O ano passado apresentou um aumento de conflitos por terra e por água, em comparação com 2023 no Brasil. De acordo com a Comissão Pastoral da Terra (CPT), as disputas subiram de 1.724 para 1.768 e de 225 para 266, respectivamente.

Acre está na lista dos estados do Brasil que mais tiveram conflitos por terras em 2024. Foto: Reprodução
Conforme o relatório anual lançado na última semana, do total de conflitos por terra registrados no ano passado, 1.624 foram ocorrências de violências contra a ocupação, sendo o Maranhão responsável por 363 casos, ou seja, mais de um quinto (21,6%). Completam a relação das dez unidades federativas com maior quantidade o Pará (234), a Bahia (135), Roraima (119), o Amazonas (117), Mato Grosso (102), Mato Grosso do Sul (93), o Acre (59), Goiás (49) e Tocantins (46).

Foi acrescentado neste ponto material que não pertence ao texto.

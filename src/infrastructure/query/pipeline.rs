//! Question answering pipeline
//!
//! retrieve -> assemble -> generate, under an overall deadline. Generation failures
//! surface as `GenerationUnavailable`; no answer is ever made up when the model fails.

use std::sync::Arc;
use std::time::{Duration, Instant};

use tracing::{debug, info, warn};

use crate::domain::query::{
    truncate_chars, Answer, Citation, HistoryTurn, ModelOutput, QueryConfig, MAX_SOURCE_CHARS,
};
use crate::domain::retrieval::Retriever;
use crate::domain::{
    DomainError, EmbeddingProvider, LlmProvider, LlmResponse, PromptAssembler, VectorIndex,
};
use crate::infrastructure::observability::{
    record_llm_request, record_query, LlmRequestMetricParams,
};

use super::retriever::IndexRetriever;

/// Excerpts quoted as sources when the model names none
const FALLBACK_SOURCES: usize = 5;

/// Answers questions from the shared index
#[derive(Debug, Clone)]
pub struct QueryPipeline {
    retriever: Arc<dyn Retriever>,
    index: Arc<dyn VectorIndex>,
    llm: Arc<dyn LlmProvider>,
    assembler: PromptAssembler,
    config: QueryConfig,
}

impl QueryPipeline {
    pub fn new(
        embedder: Arc<dyn EmbeddingProvider>,
        index: Arc<dyn VectorIndex>,
        llm: Arc<dyn LlmProvider>,
        config: QueryConfig,
    ) -> Self {
        let retriever = IndexRetriever::new(embedder, Arc::clone(&index))
            .with_relevance_floor(config.relevance_floor);
        let assembler = PromptAssembler::new(config.max_prompt_length)
            .with_max_history_turns(config.max_history_turns);

        Self {
            retriever: Arc::new(retriever),
            index,
            llm,
            assembler,
            config,
        }
    }

    /// Use a different retriever
    pub fn with_retriever(mut self, retriever: Arc<dyn Retriever>) -> Self {
        self.retriever = retriever;
        self
    }

    pub fn llm(&self) -> &Arc<dyn LlmProvider> {
        &self.llm
    }

    pub fn config(&self) -> &QueryConfig {
        &self.config
    }

    /// Answer `question`, optionally in the context of earlier turns
    pub async fn ask(&self, question: &str, history: &[HistoryTurn]) -> Result<Answer, DomainError> {
        let start = Instant::now();
        let question = question.trim();

        if question.is_empty() {
            return Err(DomainError::validation("question cannot be empty"));
        }

        let secs = self.config.timeout_secs;
        let deadline = Duration::from_secs(secs);
        let result = tokio::time::timeout(deadline, self.answer(question, history))
            .await
            .unwrap_or_else(|_| Err(DomainError::timeout("question", secs)));

        let status = match &result {
            Ok(answer) if answer.prompt_chars == 0 => "no_documents",
            Ok(_) => "success",
            Err(e) => e.kind().as_str(),
        };
        record_query(status, start.elapsed());

        match &result {
            Ok(answer) => info!(
                citations = answer.citations.len(),
                prompt_chars = answer.prompt_chars,
                elapsed_ms = start.elapsed().as_millis() as u64,
                "Question answered"
            ),
            Err(e) => warn!(kind = %e.kind(), error = %e, "Question failed"),
        }

        result
    }

    async fn answer(&self, question: &str, history: &[HistoryTurn]) -> Result<Answer, DomainError> {
        if self.index.is_empty().await {
            debug!("Index is empty, skipping generation");
            return Ok(Answer::no_documents());
        }

        let context = self.retriever.retrieve(question, self.config.top_k).await?;
        let prompt = self.assembler.assemble(question, &context, history)?;

        debug!(
            retrieved = context.len(),
            included = prompt.included.len(),
            dropped = prompt.dropped_chunks,
            history = prompt.history_turns,
            prompt_chars = prompt.len(),
            "Prompt assembled"
        );

        let response = self.generate(&prompt.text).await?;

        let citations = prompt
            .included
            .iter()
            .enumerate()
            .map(|(i, retrieved)| Citation::from_retrieved(i + 1, retrieved))
            .collect();

        let output = ModelOutput::parse(&response.text);
        let sources = if output.sources.is_empty() && output.structured.is_none() {
            prompt
                .included
                .iter()
                .take(FALLBACK_SOURCES)
                .enumerate()
                .map(|(i, retrieved)| {
                    let snippet = retrieved.chunk.content.replace('\n', " ");
                    format!("Source {}: {}", i + 1, truncate_chars(snippet.trim(), MAX_SOURCE_CHARS))
                })
                .collect()
        } else {
            output.sources
        };

        Ok(Answer {
            answer: output.answer,
            citations,
            prompt_chars: prompt.len(),
            model: Some(response.model),
            structured: output.structured,
            sources,
            raw: Some(response.text),
        })
    }

    /// Call the model, retrying once with the identical prompt when configured
    async fn generate(&self, prompt: &str) -> Result<LlmResponse, DomainError> {
        let attempts = if self.config.retry_once { 2 } else { 1 };
        let mut attempt = 1;

        loop {
            match self.complete_once(prompt).await {
                Ok(response) => return Ok(response),
                Err(e) if attempt < attempts && e.is_retryable() => {
                    warn!(attempt, error = %e, "Generation failed, retrying");
                    attempt += 1;
                }
                Err(e) => return Err(e),
            }
        }
    }

    async fn complete_once(&self, prompt: &str) -> Result<LlmResponse, DomainError> {
        let start = Instant::now();
        let secs = self.config.generation_timeout_secs;
        let request = self.config.generation.request(prompt);

        let deadline = Duration::from_secs(secs);

        let result = match tokio::time::timeout(deadline, self.llm.complete(request)).await {
            Ok(Ok(response)) if response.is_blank() => Err(DomainError::generation_unavailable(
                "model returned an empty response",
            )),
            Ok(result) => result,
            Err(_) => Err(DomainError::generation_unavailable(format!(
                "no response within {}s",
                secs
            ))),
        };

        let usage = result.as_ref().ok().and_then(|r| r.usage.as_ref());
        record_llm_request(LlmRequestMetricParams {
            provider: self.llm.provider_name(),
            model: self.llm.model_name(),
            duration: start.elapsed(),
            success: result.is_ok(),
            input_tokens: usage.map(|u| u.prompt_tokens as u64),
            output_tokens: usage.map(|u| u.completion_tokens as u64),
        });

        result
    }
}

Ainda de acordo com os dados, a única das três categorias que teve redução foi a de conflitos trabalhistas, que diz respeito a casos de trabalho escravo contemporâneo. Ao todo, no ano passado, foram identificadas 151 ocorrências, número subnotificado, como destacou a CPT em entrevista à imprensa.
Conforme divulgado, ações de resistência somaram 88 notificações. A última edição do relatório mostra uma singularidade, com o aumento expressivo de ocorrências de contaminação por agrotóxico.
No ciclo de 2015 a 2023, a média era 24,3 por ano. Já em 2024, houve uma generalização, e 276 foram registrados. Os incêndios, documentados na classe dos conflitos por terra, subiram de 91 para 194 (113%), enquanto o desmatamento ilegal passou de 150 ocorrências para 209 (39%).
A CPT ressalta que a Amazônia Legal foi a região mais atingida por ambos os fenômenos. Mato Grosso concentra 25% dos incêndios e o Pará protagoniza a maior parte da perda de vegetação (20%).
A Comissão esclarece ainda que as principais vítimas de violência no contexto das disputas por terra foram os indígenas (29%), posseiros (25%), quilombolas (13%) e integrantes do Movimento dos Trabalhadores Rurais Sem Terra – MST (11%).
Como principais agentes que perpetraram as agressões são apontados fazendeiros (44%), empresários (15%) e o governo federal (8%).